Now, the first short  that was eventually compiled into The Many Adventures actually postdates this one by a couple years, but on the whole the overall mastery of the new Xerox-based animation was pretty similar.  Which makes sense, but… remember how I compared Pooh to Toy Story, in particular how making the story about toys in both used the limitations of the technology to their advantage?  Yeah, not being able to do that is definitely a point of distraction in this movie.  The way hair moves in particular, where chunks stay perfectly still while other bits flail wildly, kinda get the eyes to send the “whoa what’s up with this” signal for me.

Now, Sword in the Stone tries to get around this by not having too much in the way of regular people on screen (its predecessor, 101 Dalmatians, did the same, although I haven’t seen that in years to directly compare), and it mostly works.  It also highlights the similarity with Pooh though, because despite by all indications being produced as a single film it certainly has the same story flow as shorts that were post-hoc stitched into a movie narrative.  I gather this is somewhat an artifact of The Once and Future King, which it’s directly adapted from, but not entirely.  There’s no real progression to the lessons Merlin is teaching Wart, just three repetitions of a basic theme of using brains over brawn.  I guess you could sorta justify it as Merlin still trying to sell Wart on the entire idea of education by showing the value of thinking, but it’s still not really narratively satisfying.
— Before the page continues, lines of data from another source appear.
//! ECDSA signature value
//!
//! On the wire a signature is the raw concatenation `r ‖ s` of two
//! equal-length big-endian integers, framed as a TLV. The framing tag is the
//! only thing that differs between VDS (`0xFF`) and IDB (`0x7F`), so one type
//! covers both through a const parameter.
//!
//! Verification libraries expect ASN.1 DER instead:
//!
//! ```text
//! SEQUENCE (0x30) {
//!     INTEGER (0x02) r
//!     INTEGER (0x02) s
//! }
//! ```

use crate::error::{ProtocolError, Result};
use crate::tlv::{der_integer, encode_all, Tlv, DER_INTEGER_TAG, DER_SEQUENCE_TAG};

/// Tag framing the signature of a Visible Digital Seal
pub const VDS_SIGNATURE_TAG: u8 = 0xFF;

/// Tag framing the signature of an IDB payload
pub const IDB_SIGNATURE_TAG: u8 = 0x7F;

/// Signature of a Visible Digital Seal
pub type VdsSignature = EcdsaSignature<VDS_SIGNATURE_TAG>;

/// Signature of an IDB barcode
pub type IdbSignature = EcdsaSignature<IDB_SIGNATURE_TAG>;

/// Raw ECDSA signature framed under tag `TAG`
#[derive(Debug, Clone, PartialEq, Eq, Hash)]
pub struct EcdsaSignature<const TAG: u8> {
    r: Vec<u8>,
    s: Vec<u8>,
}

impl<const TAG: u8> EcdsaSignature<TAG> {
    /// The framing tag
    pub const TAG: u8 = TAG;

    /// Build from equal-length big-endian components
    pub fn new(r: Vec<u8>, s: Vec<u8>) -> Result<Self> {
        if r.is_empty() {
            return Err(ProtocolError::InvalidLength {
                what: "signature r component",
                got: 0,
            });
        }
        if r.len() != s.len() {
            return Err(ProtocolError::InvalidLength {
                what: "signature s component",
                got: s.len(),
            });
        }
        Ok(Self { r, s })
    }

    /// Split a raw `r ‖ s` value in half
    pub fn from_raw(raw: &[u8]) -> Result<Self> {
        if raw.is_empty() {
            return Err(ProtocolError::InvalidLength {
                what: "signature",
                got: 0,
            });
        }
        if raw.len() % 2 != 0 {
            return Err(ProtocolError::OddLength(raw.len()));
        }
        let (r, s) = raw.split_at(raw.len() / 2);
        Ok(Self {
            r: r.to_vec(),
            s: s.to_vec(),
        })
    }

    /// Parse from an already decoded entry, checking its tag
    pub fn from_tlv(tlv: &Tlv) -> Result<Self> {
        if tlv.tag != TAG {
            return Err(ProtocolError::UnexpectedTag {
                expected: TAG,
                actual: tlv.tag,
            });
        }
        Self::from_raw(&tlv.value)
    }

    /// Parse the framed raw encoding at the start of `bytes`
    pub fn from_raw_tlv(bytes: &[u8]) -> Result<Self> {
        match bytes.first() {
            Some(tag) if *tag == TAG => Self::from_tlv(&Tlv::decode_one(bytes)?),
            Some(tag) => Err(ProtocolError::UnexpectedTag {
                expected: TAG,
                actual: *tag,
            }),
            None => Err(ProtocolError::TruncatedInput("signature")),
        }
    }

    /// Parse a DER `SEQUENCE { INTEGER, INTEGER }`, padding both integers to
    /// `component_len` bytes
    pub fn from_der(der: &[u8], component_len: usize) -> Result<Self> {
        let sequence = Tlv::decode_one(der)?;
        if sequence.tag != DER_SEQUENCE_TAG {
            return Err(ProtocolError::UnexpectedTag {
                expected: DER_SEQUENCE_TAG,
                actual: sequence.tag,
            });
        }
        let integers = Tlv::decode_all(&sequence.value)?;
        let [r, s] = integers.as_slice() else {
            return Err(ProtocolError::InvalidFormat(format!(
                "DER signature holds {} elements instead of 2",
                integers.len()
            )));
        };
        Ok(Self {
            r: fixed_width(r, component_len)?,
            s: fixed_width(s, component_len)?,
        })
    }

    pub fn r(&self) -> &[u8] {
        &self.r
    }

    pub fn s(&self) -> &[u8] {
        &self.s
    }

    /// Width in bytes of each component
    pub fn component_len(&self) -> usize {
        self.r.len()
    }

    /// Raw `r ‖ s`
    pub fn to_raw(&self) -> Vec<u8> {
        let mut raw = Vec::with_capacity(self.r.len() + self.s.len());
        raw.extend_from_slice(&self.r);
        raw.extend_from_slice(&self.s);
        raw
    }

    /// The raw value framed under `TAG`
    pub fn to_tlv(&self) -> Tlv {
        Tlv {
            tag: TAG,
            value: self.to_raw(),
        }
    }

    /// Encoded framed raw value
    pub fn to_raw_tlv(&self) -> Vec<u8> {
        self.to_tlv().to_bytes()
    }

    /// ASN.1 DER encoding for verification libraries
    pub fn to_der(&self) -> Vec<u8> {
        let body = encode_all(&[der_integer(&self.r), der_integer(&self.s)]);
        Tlv {
            tag: DER_SEQUENCE_TAG,
            value: body,
        }
        .to_bytes()
    }
}

fn fixed_width(integer: &Tlv, width: usize) -> Result<Vec<u8>> {
    if integer.tag != DER_INTEGER_TAG {
        return Err(ProtocolError::UnexpectedTag {
            expected: DER_INTEGER_TAG,
            actual: integer.tag,
        });
    }
    let start = integer
        .value
        .iter()
        .position(|b| *b != 0)
        .unwrap_or(integer.value.len());
    let magnitude = &integer.value[start..];
    if magnitude.len() > width {
        return Err(ProtocolError::InvalidLength {
            what: "DER integer",
            got: magnitude.len(),
        });
    }
    let mut out = vec![0u8; width - magnitude.len()];
    out.extend_from_slice(magnitude);
    Ok(out)
}

#[cfg(test)]
mod tests {
    use super::*;

    #[test]
    fn test_raw_tlv_roundtrip() {
        let raw: Vec<u8> = (1..=8).collect();
        let sig = VdsSignature::from_raw(&raw).unwrap();
        assert_eq!(sig.r(), &[1, 2, 3, 4]);
        assert_eq!(sig.s(), &[5, 6, 7, 8]);

        let framed = sig.to_raw_tlv();
        assert_eq!(framed[..2], [0xFF, 0x08]);
        assert_eq!(VdsSignature::from_raw_tlv(&framed).unwrap(), sig);
    }

    #[test]
    fn test_wrong_tag_rejected() {
        let sig = IdbSignature::from_raw(&[1, 2]).unwrap();
        let framed = sig.to_raw_tlv();
        assert_eq!(framed[0], 0x7F);
        assert_eq!(
            VdsSignature::from_raw_tlv(&framed).unwrap_err(),
            ProtocolError::UnexpectedTag {
                expected: 0xFF,
                actual: 0x7F
            }
        );
    }

    #[test]
    fn test_odd_length() {
        assert_eq!(
            VdsSignature::from_raw(&[1, 2, 3]).unwrap_err(),
            ProtocolError::OddLength(3)
        );
    }

    #[test]
    fn test_component_length_errors() {
        assert_eq!(
            VdsSignature::new(Vec::new(), Vec::new()).unwrap_err(),
            ProtocolError::InvalidLength {
                what: "signature r component",
                got: 0
            }
        );
        assert_eq!(
            VdsSignature::new(vec![1, 2], vec![3]).unwrap_err(),
            ProtocolError::InvalidLength {
                what: "signature s component",
                got: 1
            }
        );
        assert_eq!(
            VdsSignature::from_raw(&[]).unwrap_err(),
            ProtocolError::InvalidLength {
                what: "signature",
                got: 0
            }
        );
    }

    #[test]
    fn test_der_encoding() {
        let sig = VdsSignature::new(vec![0x00, 0x7F], vec![0x80, 0x01]).unwrap();
        assert_eq!(
            sig.to_der(),
            vec![0x30, 0x08, 0x02, 0x01, 0x7F, 0x02, 0x03, 0x00, 0x80, 0x01]
        );
    }

    #[test]
    fn test_der_roundtrip_keeps_width() {
        let mut r = vec![0u8; 32];
        r[5] = 0x42;
        let mut s = vec![0xFFu8; 32];
        s[0] = 0x80;
        let sig = IdbSignature::new(r, s).unwrap();
        let der = sig.to_der();
        assert_eq!(IdbSignature::from_der(&der, sig.component_len()).unwrap(), sig);
    }

    #[test]
    fn test_der_component_too_wide() {
        let sig = VdsSignature::new(vec![0x11; 4], vec![0x22; 4]).unwrap();
        assert!(matches!(
            VdsSignature::from_der(&sig.to_der(), 3),
            Err(ProtocolError::InvalidLength { .. })
        ));
    }
}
And really that’s a good summary in general.  If you break the film into roughly five different shorts (meeting Merlin in the woods, the fish short, the squirrel short, the wizard duel, and pulling the sword), they have their various strengths and are on the whole entertaining in one way or another.  But unlike Pooh, the connective tissue or progression between them don’t really add anything to the final package.  They also don’t hurt it mind, except in the very minor way of adding to the vague sense that the movie’s meandering along without a real point.

Basically it has the narrative of an Atelier game.  Which I realize many of you have no idea what that means, but it’s so apt I feel obligated to make the comparison just so I don’t forget it later.

But let’s talk about the good stuff before we wrap up.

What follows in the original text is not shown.